Categorized in: AI News PR and Communications
Published on: Apr 13, 2026
Texas A&M's marketing chief says AI amplifies weak strategy as fast as strong strategy

AI Is Amplifying Marketing's Weaknesses, Not Fixing Them

Two-thirds of American marketers would fail a basic test on positioning, research methods, and omnichannel strategy. Yet 84% rate themselves above average. That gap is about to get worse, not better, as AI accelerates the output of teams that haven't mastered the fundamentals.

Ethan Braden, Vice President and Chief Marketing and Communications Officer at Texas A&M University, has spent more than a decade watching this problem compound. His previous work at Eli Lilly showed him what disciplined marketing looks like at scale. Now he's pushing back against an industry that's moving fast and feeling good about it-without checking whether the work actually works.

"The biggest risk now is that AI can create the illusion of progress, but effectiveness still comes down to a few timeless principles," Braden said. "The advantage goes to organizations that pair new tools with real understanding."
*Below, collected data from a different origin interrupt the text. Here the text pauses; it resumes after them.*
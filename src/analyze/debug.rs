//! Debug endpoints: inspect the lexicon and preview a full analysis breakdown.
//! Mounted by `api::router` only when debug routes are enabled.

use std::collections::HashMap;

use axum::{
    extract::{Query, State},
    routing::get,
    Json, Router,
};
use serde::Serialize;

use super::{explain, lexicon, Explanation};
use crate::api::{check_text, ApiError, AppState};
use crate::decision::Recommendation;

#[derive(Debug, Serialize)]
pub struct LexiconOut {
    pub buy: usize,
    pub sell: usize,
    pub hold: usize,
}

pub fn router() -> Router<AppState> {
    Router::new()
        .route("/debug/explain", get(get_explain))
        .route("/debug/lexicon", get(get_lexicon))
}

/// GET /debug/explain?text=...
///
/// Same text limit as `/analyze`.
async fn get_explain(
    State(state): State<AppState>,
    Query(q): Query<HashMap<String, String>>,
) -> Result<Json<Explanation>, ApiError> {
    let text = q.get("text").cloned().unwrap_or_default();
    check_text(&text, state.config.server.max_text_bytes)?;
    Ok(Json(explain(&text)))
}

async fn get_lexicon() -> Json<LexiconOut> {
    let count = |c| lexicon::entries_for(c).count();
    Json(LexiconOut {
        buy: count(Recommendation::Buy),
        sell: count(Recommendation::Sell),
        hold: count(Recommendation::Hold),
    })
}
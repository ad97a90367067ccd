use a2ascope_agents::chat::{LogStatus, RpcLogEntry};
use a2ascope_agents::{AgentCard, ChatRole, RegisteredAgent, TrackedTask};
use a2ascope_common::Error;
use colored::Colorize;

pub fn print_card(card: &AgentCard) {
    println!("{} {}", card.name.bold(), format!("({})", card.id).dimmed());
    if let Some(description) = &card.description {
        println!("  {description}");
    }
    if let Some(version) = &card.version {
        println!("  version: {version}");
    }
    if let Some(org) = card.provider.as_ref().and_then(|p| p.organization.as_deref()) {
        println!("  provider: {org}");
    }
    println!(
        "  streaming: {}  push notifications: {}",
        yes_no(card.capabilities.streaming),
        yes_no(card.capabilities.push_notifications)
    );

    println!("  endpoints:");
    for endpoint in &card.endpoints {
        println!(
            "    [{}] {} {} ({})",
            endpoint.id, endpoint.name, endpoint.url, endpoint.protocol
        );
    }
    if !card.skills.is_empty() {
        println!("  skills:");
        for skill in &card.skills {
            match &skill.description {
                Some(d) => println!("    - {}: {d}", skill.name),
                None => println!("    - {}", skill.name),
            }
        }
    }
}

pub fn print_agent_line(agent: &RegisteredAgent) {
    let card = &agent.card;
    println!(
        "{}  {}  {} endpoint(s)  streaming={}  auth={}",
        card.name.bold(),
        card.id.to_string().dimmed(),
        card.endpoints.len(),
        yes_no(card.capabilities.streaming),
        agent.auth.kind()
    );
}

/// Print an error as the sentence a user should see; card problems get
/// one line each.
pub fn print_error(error: &Error) {
    match error {
        Error::InvalidCard(problems) => {
            eprintln!("{}", "Invalid agent card:".red().bold());
            for problem in problems {
                eprintln!("  - {problem}");
            }
        }
        other => eprintln!("{} {}", "Error:".red().bold(), other.user_message()),
    }
}

pub fn print_reply(content: &str, is_error: bool) {
    let label = role_label(ChatRole::Assistant);
    if is_error {
        println!("{label} {}", content.red());
    } else {
        println!("{label} {content}");
    }
}

pub fn role_label(role: ChatRole) -> String {
    match role {
        ChatRole::User => format!("{}>", role.label().to_lowercase()).cyan().to_string(),
        ChatRole::Assistant => format!("{}>", "agent").green().to_string(),
    }
}

pub fn print_task(task: &TrackedTask) {
    let state = task.state.to_string();
    let state = if task.state.is_terminal() {
        state.bold()
    } else {
        state.yellow()
    };
    print!("task {} {state}", task.task_id);
    if let Some(message) = &task.message {
        print!(": {message}");
    }
    println!(
        "  {}",
        format!("(updated {})", task.last_updated.format("%H:%M:%S")).dimmed()
    );
}

pub fn print_log(entry: &RpcLogEntry) {
    let status = match entry.status {
        Some(LogStatus::Success) => "ok".green(),
        Some(LogStatus::Error) => "error".red(),
        None => "pending".yellow(),
    };
    let method = entry
        .request_payload
        .get("method")
        .and_then(|m| m.as_str())
        .unwrap_or("?");
    let http = entry
        .http_status
        .map(|s| s.to_string())
        .unwrap_or_else(|| "-".to_string());
    let duration = entry
        .duration_ms
        .map(|d| format!("{d}ms"))
        .unwrap_or_else(|| "-".to_string());
    println!(
        "{} {status} {method} {} http={http} {duration}",
        entry.started_at.format("%H:%M:%S"),
        entry.endpoint_url
    );
}

fn yes_no(flag: bool) -> &'static str {
    if flag { "yes" } else { "no" }
}
impl AgentState {
    fn new(card: AgentCard, auth: AgentAuthConfig, method: RpcMethod) -> Self {
        Self {
            card,
            auth,
            registered_at: Utc::now(),
            messages: Vec::new(),
            logs: Vec::new(),
            selected_endpoint: None,
            endpoint_override: None,
            method,
            context_id: None,
            active_task_id: None,
            tasks: Vec::new(),
            last_error: None,
        }
    }

    /// Target URL: override, then selected endpoint, then the first endpoint.
    pub fn endpoint_url(&self) -> Option<&str> {
        if let Some(url) = self.endpoint_override.as_deref() {
            return Some(url);
        }
        self.selected_endpoint
            .as_deref()
            .and_then(|id| self.card.endpoint(id))
            .or_else(|| self.card.endpoints.first())
            .map(|e| e.url.as_str())
    }

    pub fn message_mut(&mut self, id: &MessageId) -> Option<&mut ChatMessage> {
        self.messages.iter_mut().find(|m| &m.id == id)
    }

    /// Insert or refresh a tracked task. `created_at` is fixed by the
    /// first observation; everything else follows the latest one.
    pub fn upsert_task(&mut self, observation: &TaskObservation, now: DateTime<Utc>) -> &TrackedTask {
        let position = self
            .tasks
            .iter()
            .position(|t| t.task_id == observation.task_id);

        match position {
            Some(index) => {
                let task = &mut self.tasks[index];
                task.state = observation.state.clone();
                task.last_updated = now;
                task.message = observation.message.clone();
                if observation.context_id.is_some() {
                    task.context_id = observation.context_id.clone();
                }
                &self.tasks[index]
            }
            None => {
                self.tasks.push(TrackedTask {
                    task_id: observation.task_id.clone(),
                    context_id: observation.context_id.clone(),
                    state: observation.state.clone(),
                    last_updated: now,
                    created_at: now,
                    message: observation.message.clone(),
                });
                &self.tasks[self.tasks.len() - 1]
            }
        }
    }

    /// `input-required` makes the task the one the next send continues;
    /// a terminal state ends that.
    pub fn note_task_state(&mut self, task_id: &str, state: &TaskState) {
        if *state == TaskState::InputRequired {
            self.active_task_id = Some(task_id.to_string());
        } else if state.is_terminal() {
            self.active_task_id = None;
        }
    }

    fn reset_conversation(&mut self) {
        self.messages.clear();
        self.context_id = None;
        self.active_task_id = None;
        self.last_error = None;
    }
}

/// Keyed repository of every registered agent's state.
pub struct AgentStore {
    agents: DashMap<AgentId, AgentState>,
    selected: RwLock<Option<AgentId>>,
    default_method: RpcMethod,
    events: broadcast::Sender<StoreEvent>,
}

impl Default for AgentStore {
    fn default() -> Self {
        Self::new(RpcMethod::MessageSend)
    }
}

impl AgentStore {
    pub fn new(default_method: RpcMethod) -> Self {
        let (events, _) = broadcast::channel(EVENT_CAPACITY);
        Self {
            agents: DashMap::new(),
            selected: RwLock::new(None),
            default_method,
            events,
        }
    }

    /// Store seeded with previously registered agents.
    pub fn with_agents(
        agents: impl IntoIterator<Item = RegisteredAgent>,
        default_method: RpcMethod,
    ) -> Self {
        let store = Self::new(default_method);
        for agent in agents {
            store.register(agent.card, agent.auth);
        }
        store
    }

    pub fn subscribe(&self) -> broadcast::Receiver<StoreEvent> {
        self.events.subscribe()
    }

    fn emit(&self, agent_id: &AgentId, kind: StoreEventKind) {
        // No receivers is fine.
        let _ = self.events.send(StoreEvent {
            agent_id: agent_id.clone(),
            kind,
        });
    }

    /// Read one agent's state under its lock.
    pub fn read<R>(&self, id: &AgentId, f: impl FnOnce(&AgentState) -> R) -> Option<R> {
        self.agents.get(id).map(|state| f(state.value()))
    }

    /// Mutate one agent's state atomically and announce it. Returns `None`
    /// when the agent is gone, e.g. removed while a request was in flight.
    pub fn update<R>(
        &self,
        id: &AgentId,
        kind: StoreEventKind,
        f: impl FnOnce(&mut AgentState) -> R,
    ) -> Option<R> {
        let result = {
            let mut state = self.agents.get_mut(id)?;
            f(state.value_mut())
        };
        self.emit(id, kind);
        Some(result)
    }

    fn require<R>(&self, id: &AgentId, f: impl FnOnce(&AgentState) -> R) -> Result<R> {
        self.read(id, f)
            .ok_or_else(|| Error::NotFound(format!("agent '{id}' is not registered")))
    }

    // --- registration ---

    /// Register a card. Re-registering an id replaces its card and auth
    /// and keeps the conversation.
    pub fn register(&self, card: AgentCard, auth: AgentAuthConfig) -> AgentId {
        let id = card.id.clone();
        let replaced = match self.agents.get_mut(&id) {
            Some(mut state) => {
                let keep_endpoint = state
                    .selected_endpoint
                    .as_deref()
                    .is_some_and(|ep| card.endpoint(ep).is_some());
                if !keep_endpoint {
                    state.selected_endpoint = None;
                }
                state.card = card;
                state.auth = auth;
                true
            }
            None => {
                self.agents
                    .insert(id.clone(), AgentState::new(card, auth, self.default_method));
                false
            }
        };

        info!("registered agent {id} (replaced={replaced})");
        self.emit(&id, StoreEventKind::Registered);
        id
    }

    /// Drop the agent and every piece of state it owns.
    pub fn remove(&self, id: &AgentId) -> bool {
        if self.agents.remove(id).is_none() {
            return false;
        }

        let was_selected = {
            let mut selected = self.selected.write().unwrap_or_else(PoisonError::into_inner);
            if selected.as_ref() == Some(id) {
                *selected = None;
                true
            } else {
                false
            }
        };

        info!("removed agent {id}");
        self.emit(id, StoreEventKind::Removed);
        if was_selected {
            self.emit(id, StoreEventKind::Selection);
        }
        true
    }

    pub fn contains(&self, id: &AgentId) -> bool {
        self.agents.contains_key(id)
    }

    pub fn len(&self) -> usize {
        self.agents.len()
    }

    pub fn is_empty(&self) -> bool {
        self.agents.is_empty()
    }

    /// Registered agents in registration order.
    pub fn agents(&self) -> Vec<RegisteredAgent> {
        let mut entries: Vec<(DateTime<Utc>, RegisteredAgent)> = self
            .agents
            .iter()
            .map(|entry| {
                (
                    entry.registered_at,
                    RegisteredAgent {
                        card: entry.card.clone(),
                        auth: entry.auth.clone(),
                    },
                )
            })
            .collect();
        entries.sort_by(|a, b| a.0.cmp(&b.0).then_with(|| a.1.card.id.cmp(&b.1.card.id)));
        entries.into_iter().map(|(_, agent)| agent).collect()
    }

    pub fn card(&self, id: &AgentId) -> Option<AgentCard> {
        self.read(id, |s| s.card.clone())
    }

    pub fn auth(&self, id: &AgentId) -> Option<AgentAuthConfig> {
        self.read(id, |s| s.auth.clone())
    }

    pub fn set_auth(&self, id: &AgentId, auth: AgentAuthConfig) -> bool {
        self.update(id, StoreEventKind::Settings, |s| s.auth = auth)
            .is_some()
    }

    // --- selection and per-agent settings ---

    pub fn select(&self, id: Option<&AgentId>) -> Result<()> {
        if let Some(id) = id {
            self.require(id, |_| ())?;
        }
        let mut selected = self.selected.write().unwrap_or_else(PoisonError::into_inner);
        *selected = id.cloned();
        drop(selected);

        if let Some(id) = id {
            self.emit(id, StoreEventKind::Selection);
        }
        Ok(())
    }

    pub fn selected(&self) -> Option<AgentId> {
        self.selected
            .read()
            .unwrap_or_else(PoisonError::into_inner)
            .clone()
    }

    pub fn select_endpoint(&self, id: &AgentId, endpoint_id: &str) -> Result<()> {
        let known = self.require(id, |s| s.card.endpoint(endpoint_id).is_some())?;
        if !known {
            return Err(Error::Validation(format!(
                "agent '{id}' has no endpoint '{endpoint_id}'"
            )));
        }
        self.update(id, StoreEventKind::Settings, |s| {
            s.selected_endpoint = Some(endpoint_id.to_string());
        });
        Ok(())
    }

    pub fn set_endpoint_override(&self, id: &AgentId, url: Option<&str>) -> Result<()> {
        let url = url.map(str::trim).filter(|u| !u.is_empty());
        if let Some(url) = url {
            if !is_absolute_url(url) {
                return Err(Error::Validation(format!(
                    "endpoint override '{url}' is not a valid absolute URL"
                )));
            }
        }
        self.update(id, StoreEventKind::Settings, |s| {
            s.endpoint_override = url.map(str::to_string);
        })
        .ok_or_else(|| Error::NotFound(format!("agent '{id}' is not registered")))
    }

    pub fn set_method(&self, id: &AgentId, method: RpcMethod) -> Result<()> {
        self.update(id, StoreEventKind::Settings, |s| s.method = method)
            .ok_or_else(|| Error::NotFound(format!("agent '{id}' is not registered")))
    }

    pub fn endpoint_url(&self, id: &AgentId) -> Option<String> {
        self.read(id, |s| s.endpoint_url().map(str::to_string))
            .flatten()
    }

    // --- messages ---

    pub fn messages(&self, id: &AgentId) -> Vec<ChatMessage> {
        self.read(id, |s| s.messages.clone()).unwrap_or_default()
    }

    pub fn append_message(&self, id: &AgentId, message: ChatMessage) -> bool {
        self.update(id, StoreEventKind::Messages, |s| s.messages.push(message))
            .is_some()
    }

    pub fn patch_message(
        &self,
        id: &AgentId,
        message_id: &MessageId,
        f: impl FnOnce(&mut ChatMessage),
    ) -> bool {
        self.update(id, StoreEventKind::Messages, |s| {
            s.message_mut(message_id).map(f).is_some()
        })
        .unwrap_or(false)
    }

    pub fn remove_message(&self, id: &AgentId, message_id: &MessageId) -> Option<ChatMessage> {
        self.update(id, StoreEventKind::Messages, |s| {
            let index = s.messages.iter().position(|m| &m.id == message_id)?;
            Some(s.messages.remove(index))
        })
        .flatten()
    }

    // --- request log ---

    pub fn logs(&self, id: &AgentId) -> Vec<RpcLogEntry> {
        self.read(id, |s| s.logs.clone()).unwrap_or_default()
    }

    pub fn append_log(&self, id: &AgentId, entry: RpcLogEntry) -> bool {
        self.update(id, StoreEventKind::Logs, |s| s.logs.push(entry))
            .is_some()
    }

    /// Complete the entry with `entry.id`, inserting `entry` first if the
    /// issuing side never got to record it. Never creates a duplicate.
    pub fn complete_log(&self, id: &AgentId, entry: &RpcLogEntry, completion: LogCompletion) -> bool {
        self.update(id, StoreEventKind::Logs, |s| {
            match s.logs.iter_mut().find(|l| l.id == entry.id) {
                Some(existing) => existing.complete(completion),
                None => {
                    debug!("log entry {} missing at completion, inserting", entry.id);
                    let mut fallback = entry.clone();
                    let completed = fallback.complete(completion);
                    s.logs.push(fallback);
                    completed
                }
            }
        })
        .unwrap_or(false)
    }

    pub fn log(&self, id: &AgentId, log_id: &LogEntryId) -> Option<RpcLogEntry> {
        self.read(id, |s| s.logs.iter().find(|l| &l.id == log_id).cloned())
            .flatten()
    }

    // --- conversation and task bookkeeping ---

    pub fn context_id(&self, id: &AgentId) -> Option<String> {
        self.read(id, |s| s.context_id.clone()).flatten()
    }

    pub fn set_context_id(&self, id: &AgentId, context_id: Option<String>) -> bool {
        self.update(id, StoreEventKind::Conversation, |s| s.context_id = context_id)
            .is_some()
    }

    pub fn active_task_id(&self, id: &AgentId) -> Option<String> {
        self.read(id, |s| s.active_task_id.clone()).flatten()
    }

    pub fn set_active_task_id(&self, id: &AgentId, task_id: Option<String>) -> bool {
        self.update(id, StoreEventKind::Conversation, |s| s.active_task_id = task_id)
            .is_some()
    }

    pub fn tasks(&self, id: &AgentId) -> Vec<TrackedTask> {
        self.read(id, |s| s.tasks.clone()).unwrap_or_default()
    }

    pub fn upsert_task(&self, id: &AgentId, observation: &TaskObservation) -> Option<TrackedTask> {
        self.update(id, StoreEventKind::Tasks, |s| {
            s.upsert_task(observation, Utc::now()).clone()
        })
    }

    pub fn last_error(&self, id: &AgentId) -> Option<String> {
        self.read(id, |s| s.last_error.clone()).flatten()
    }

    pub fn set_last_error(&self, id: &AgentId, error: Option<String>) -> bool {
        self.update(id, StoreEventKind::Conversation, |s| s.last_error = error)
            .is_some()
    }

    /// Start over: messages, context, active task, and the error banner go;
    /// tracked tasks, logs, auth, and endpoint settings stay.
    pub fn new_conversation(&self, id: &AgentId) -> bool {
        self.update(id, StoreEventKind::Conversation, AgentState::reset_conversation)
            .is_some()
    }
}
Speed Without Strategy Is Just Noise

AI doesn't fix weak strategy. It scales it. A flawed campaign with better formatting and more volume is still flawed.

Braden uses a golf analogy. Give an untrained golfer the best clubs in the world, and they'll hit the ball farther-in the wrong direction. AI is the equipment. The fundamentals are the swing. Without the swing, more distance becomes a liability.

At Texas A&M, Braden treats AI as an execution layer, not a substitute for strategy. The university rose to number two on the American Caldwell Global Campus Visibility Index under his leadership, surpassing UCLA, University of Michigan, and UC Berkeley. That result didn't come from moving faster. It came from moving smarter.

The Training Gap Is Real

Marketers with formal training are six times more likely to pass foundational tests on positioning, research, and omnichannel strategy. That's not a small difference.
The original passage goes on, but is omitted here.